● ABOUT THIS EXERCISE: Nothing but the lines holding the string "night" should appear in the answer. Copy them from the entries.

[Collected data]

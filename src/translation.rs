use crate::i18n::{TranslationMetrics, PIVOT_CODE};
use crate::models::{to_model_code, ModelCodes, ModelError, ModelFamily, ModelRegistry};
use std::sync::Arc;
use tracing::{debug, warn};

/// Adapt a language pair to the code scheme of `family`.
///
/// Returns `None` if either side has no equivalent; raw codes are never used
/// as a substitute.
fn adapt_codes(family: ModelFamily, source: &str, target: &str) -> Option<ModelCodes> {
    Some(ModelCodes {
        src_lang: to_model_code(source, family)?,
        tgt_lang: to_model_code(target, family)?,
    })
}

/// Resolves translators and applies the pivot-through-English fallback.
///
/// The same fallback policy serves the immediate path and the background
/// fan-out, so a language pair always degrades the same way.
pub struct Orchestrator {
    registry: Arc<ModelRegistry>,
}

impl Orchestrator {
    pub fn new(registry: Arc<ModelRegistry>) -> Self {
        Self { registry }
    }

    pub fn registry(&self) -> &ModelRegistry {
        &self.registry
    }

    /// Translate `text` with the model configured for `source -> target`.
    ///
    /// * `Ok(Some(text))` - first candidate produced by the model
    /// * `Ok(None)` - no model for the pair, or a code has no equivalent in
    ///   the model's scheme
    /// * `Err` - the model failed to load, failed to run, or produced no text
    pub async fn translate_pair(
        &self,
        text: &str,
        source: &str,
        target: &str,
    ) -> Result<Option<String>, ModelError> {
        let metrics = TranslationMetrics::global();

        let Some(translator) = self.registry.get_translator(source, target).await? else {
            metrics.record_resolution_gap();
            return Ok(None);
        };

        let family = ModelFamily::from_model_id(translator.model_id());
        let Some(codes) = adapt_codes(family, source, target) else {
            warn!(
                "No {:?} code mapping for {} -> {} ({})",
                family,
                source,
                target,
                translator.model_id()
            );
            metrics.record_adaptation_gap();
            return Ok(None);
        };

        metrics.record_inference_call();
        let candidates = translator.translate(text, &codes).await?;

        // An empty text counts as no output, so the fallbacks still apply
        candidates
            .into_iter()
            .next()
            .map(|candidate| candidate.translation_text)
            .filter(|translated| !translated.trim().is_empty())
            .map(Some)
            .ok_or_else(|| ModelError::EmptyOutput {
                model: translator.model_id().to_string(),
            })
    }

    /// `translate_pair` with errors logged and downgraded to `None`.
    async fn attempt(&self, text: &str, source: &str, target: &str) -> Option<String> {
        match self.translate_pair(text, source, target).await {
            Ok(result) => result,
            Err(e) => {
                warn!("Translation {} -> {} failed: {}", source, target, e);
                let metrics = TranslationMetrics::global();
                match e {
                    ModelError::Load { .. } => metrics.record_load_failure(),
                    _ => metrics.record_inference_failure(),
                }
                None
            }
        }
    }

    /// Translate directly, or through the pivot language when the direct pair
    /// yields nothing and neither side is the pivot.
    pub async fn translate_with_pivot(
        &self,
        text: &str,
        source: &str,
        target: &str,
    ) -> Option<String> {
        if let Some(direct) = self.attempt(text, source, target).await {
            return Some(direct);
        }

        if source == PIVOT_CODE || target == PIVOT_CODE {
            return None;
        }

        debug!("Pivoting {} -> {} through {}", source, target, PIVOT_CODE);
        TranslationMetrics::global().record_pivot_attempt();

        let pivot = self.attempt(text, source, PIVOT_CODE).await?;
        self.attempt(&pivot, PIVOT_CODE, target).await
    }

    /// `translate_with_pivot`, substituting the original text on total failure.
    pub async fn translate_or_original(&self, text: &str, source: &str, target: &str) -> String {
        match self.translate_with_pivot(text, source, target).await {
            Some(translated) => translated,
            None => {
                debug!(
                    "No translation for {} -> {}, keeping original text",
                    source, target
                );
                TranslationMetrics::global().record_original_fallback();
                text.to_string()
            }
        }
    }

    /// Translation returned synchronously to the sender.
    ///
    /// No inference is issued when the target is the source language.
    pub async fn immediate_translation(&self, text: &str, source: &str, target: &str) -> String {
        if source == target {
            return text.to_string();
        }

        self.translate_or_original(text, source, target).await
    }
}

#[cfg(test)]
mod tests {
    use super::*;
    use crate::models::testing::FakeLoader;

    fn orchestrator_with(loader: FakeLoader) -> (Arc<FakeLoader>, Orchestrator) {
        let loader = Arc::new(loader);
        let registry = Arc::new(ModelRegistry::new(loader.clone()));
        (loader, Orchestrator::new(registry))
    }

    // ==================== adapt_codes Tests ====================

    #[test]
    fn test_adapt_codes_nllb() {
        let codes = adapt_codes(ModelFamily::Nllb, "fil", "en").expect("both mapped");
        assert_eq!(codes.src_lang, "tgl_Latn");
        assert_eq!(codes.tgt_lang, "eng_Latn");
    }

    #[test]
    fn test_adapt_codes_nllb_gap() {
        assert!(adapt_codes(ModelFamily::Nllb, "tl", "en").is_none());
        assert!(adapt_codes(ModelFamily::Nllb, "en", "fr").is_none());
    }

    #[test]
    fn test_adapt_codes_generic_passthrough() {
        let codes = adapt_codes(ModelFamily::Generic, "ceb", "en").expect("passthrough");
        assert_eq!(codes.src_lang, "ceb");
        assert_eq!(codes.tgt_lang, "en");
    }

    // ==================== translate_pair Tests ====================

    #[tokio::test]
    async fn test_translate_pair_uses_first_candidate() {
        let (_, orchestrator) = orchestrator_with(FakeLoader::new());

        let result = orchestrator.translate_pair("Hello", "en", "ceb").await.unwrap();
        assert_eq!(result.as_deref(), Some("[en>ceb] Hello"));
    }

    #[tokio::test]
    async fn test_translate_pair_adapts_codes_for_nllb() {
        let (_, orchestrator) = orchestrator_with(FakeLoader::new());

        let result = orchestrator.translate_pair("Hello", "en", "ko").await.unwrap();
        assert_eq!(result.as_deref(), Some("[eng_Latn>kor_Hang] Hello"));
    }

    #[tokio::test]
    async fn test_translate_pair_is_deterministic() {
        let (loader, orchestrator) = orchestrator_with(FakeLoader::new());

        let first = orchestrator.translate_pair("Good night", "zh", "en").await.unwrap();
        let second = orchestrator.translate_pair("Good night", "zh", "en").await.unwrap();

        assert_eq!(first, second);
        assert_eq!(loader.loads(), 1);
        assert_eq!(loader.calls(), 2);
    }

    #[tokio::test]
    async fn test_translate_pair_unconfigured_is_none() {
        let (loader, orchestrator) = orchestrator_with(FakeLoader::new());

        let result = orchestrator.translate_pair("Hello", "ceb", "ilo").await.unwrap();
        assert_eq!(result, None);
        assert_eq!(loader.loads(), 0);
    }

    #[tokio::test]
    async fn test_translate_pair_propagates_model_errors() {
        let (_, orchestrator) = orchestrator_with(
            FakeLoader::new().with_failing_model("Helsinki-NLP/opus-mt-en-zh"),
        );

        let result = orchestrator.translate_pair("Hello", "en", "zh").await;
        assert!(matches!(result, Err(ModelError::Inference { .. })));
    }

    #[tokio::test]
    async fn test_translate_pair_load_failure_is_error() {
        let (_, orchestrator) = orchestrator_with(
            FakeLoader::new().with_unloadable_model("Helsinki-NLP/opus-mt-en-ilo"),
        );

        let result = orchestrator.translate_pair("Hello", "en", "ilo").await;
        assert!(matches!(result, Err(ModelError::Load { .. })));
    }

    // ==================== Fallback Policy Tests ====================

    #[tokio::test]
    async fn test_pivot_used_when_direct_pair_missing() {
        let (_, orchestrator) = orchestrator_with(FakeLoader::new());

        let result = orchestrator
            .translate_with_pivot("Maayong buntag", "ceb", "ko")
            .await;

        assert_eq!(
            result.as_deref(),
            Some("[eng_Latn>kor_Hang] [ceb>en] Maayong buntag")
        );
    }

    #[tokio::test]
    async fn test_no_pivot_when_target_is_english() {
        let (loader, orchestrator) = orchestrator_with(
            FakeLoader::new().with_failing_model("Helsinki-NLP/opus-mt-jap-en"),
        );

        let result = orchestrator.translate_with_pivot("こんにちは", "ja", "en").await;

        assert_eq!(result, None);
        assert_eq!(loader.calls(), 1);
    }

    #[tokio::test]
    async fn test_no_pivot_when_source_is_english() {
        let (loader, orchestrator) = orchestrator_with(FakeLoader::new());

        let result = orchestrator.translate_with_pivot("Hello", "en", "fr").await;

        assert_eq!(result, None);
        assert_eq!(loader.loads(), 0);
    }

    #[tokio::test]
    async fn test_pivot_stops_when_first_leg_fails() {
        let (loader, orchestrator) = orchestrator_with(
            FakeLoader::new().with_failing_model("Helsinki-NLP/opus-mt-pag-en"),
        );

        let result = orchestrator.translate_with_pivot("Hello", "pag", "ja").await;

        assert_eq!(result, None);
        // pag -> en was tried, en -> ja never loaded
        assert_eq!(loader.loads(), 1);
    }

    #[tokio::test]
    async fn test_pivot_second_leg_missing() {
        let (_, orchestrator) = orchestrator_with(FakeLoader::new());

        let result = orchestrator.translate_with_pivot("Hello", "ceb", "xx").await;
        assert_eq!(result, None);
    }

    #[tokio::test]
    async fn test_translate_or_original_substitutes_original() {
        let (_, orchestrator) = orchestrator_with(
            FakeLoader::new().with_failing_model("Helsinki-NLP/opus-mt-ilo-en"),
        );

        let result = orchestrator
            .translate_or_original("Naimbag nga bigat", "ilo", "zh")
            .await;
        assert_eq!(result, "Naimbag nga bigat");
    }

    #[tokio::test]
    async fn test_load_failure_counted_separately() {
        let (_, orchestrator) = orchestrator_with(
            FakeLoader::new().with_unloadable_model("Helsinki-NLP/opus-mt-en-pag"),
        );
        let before = TranslationMetrics::global().report().load_failures;

        let result = orchestrator.translate_or_original("Hello", "en", "pag").await;

        assert_eq!(result, "Hello");
        assert!(TranslationMetrics::global().report().load_failures > before);
    }

    // ==================== Empty Output Tests ====================

    #[tokio::test]
    async fn test_translate_pair_blank_text_is_empty_output() {
        let (_, orchestrator) =
            orchestrator_with(FakeLoader::new().with_blank_model("Helsinki-NLP/opus-mt-en-ceb"));

        let result = orchestrator.translate_pair("Hello", "en", "ceb").await;
        assert!(matches!(result, Err(ModelError::EmptyOutput { .. })));
    }

    #[tokio::test]
    async fn test_translate_pair_no_candidates_is_empty_output() {
        let (_, orchestrator) =
            orchestrator_with(FakeLoader::new().with_silent_model("Helsinki-NLP/opus-mt-en-ceb"));

        let result = orchestrator.translate_pair("Hello", "en", "ceb").await;
        assert!(matches!(result, Err(ModelError::EmptyOutput { .. })));
    }

    #[tokio::test]
    async fn test_immediate_translation_blank_output_keeps_original() {
        let (_, orchestrator) =
            orchestrator_with(FakeLoader::new().with_blank_model("Helsinki-NLP/opus-mt-ceb-en"));

        let result = orchestrator
            .immediate_translation("Maayong buntag", "ceb", "en")
            .await;
        assert_eq!(result, "Maayong buntag");
    }

    #[tokio::test]
    async fn test_pivot_stops_after_blank_first_leg() {
        let (loader, orchestrator) =
            orchestrator_with(FakeLoader::new().with_blank_model("Helsinki-NLP/opus-mt-ceb-en"));

        let result = orchestrator
            .translate_or_original("Maayong buntag", "ceb", "ko")
            .await;

        assert_eq!(result, "Maayong buntag");
        // en -> ko is never asked to translate an empty string
        assert_eq!(loader.loads(), 1);
        assert_eq!(loader.calls(), 1);
    }

    #[tokio::test]
    async fn test_pivot_second_leg_without_candidates_keeps_original() {
        let (loader, orchestrator) =
            orchestrator_with(FakeLoader::new().with_silent_model("Helsinki-NLP/opus-mt-en-zh"));

        let result = orchestrator
            .translate_or_original("Naimbag nga bigat", "ilo", "zh")
            .await;

        assert_eq!(result, "Naimbag nga bigat");
        assert_eq!(loader.calls(), 2);
    }

    // ==================== immediate_translation Tests ====================

    #[tokio::test]
    async fn test_immediate_translation_same_language_skips_inference() {
        let (loader, orchestrator) = orchestrator_with(FakeLoader::new());

        let result = orchestrator
            .immediate_translation("Kumusta ka?", "fil", "fil")
            .await;

        assert_eq!(result, "Kumusta ka?");
        assert_eq!(loader.loads(), 0);
        assert_eq!(loader.calls(), 0);
    }

    #[tokio::test]
    async fn test_immediate_translation_translates() {
        let (_, orchestrator) = orchestrator_with(FakeLoader::new());

        let result = orchestrator.immediate_translation("Hello", "en", "ja").await;
        assert_eq!(result, "[en>ja] Hello");
    }
}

● SOLUTION:
        let first = orchestrator.translate_pair("Good night", "zh", "en").await.unwrap();
        let second = orchestrator.translate_pair("Good night", "zh", "en").await.unwrap();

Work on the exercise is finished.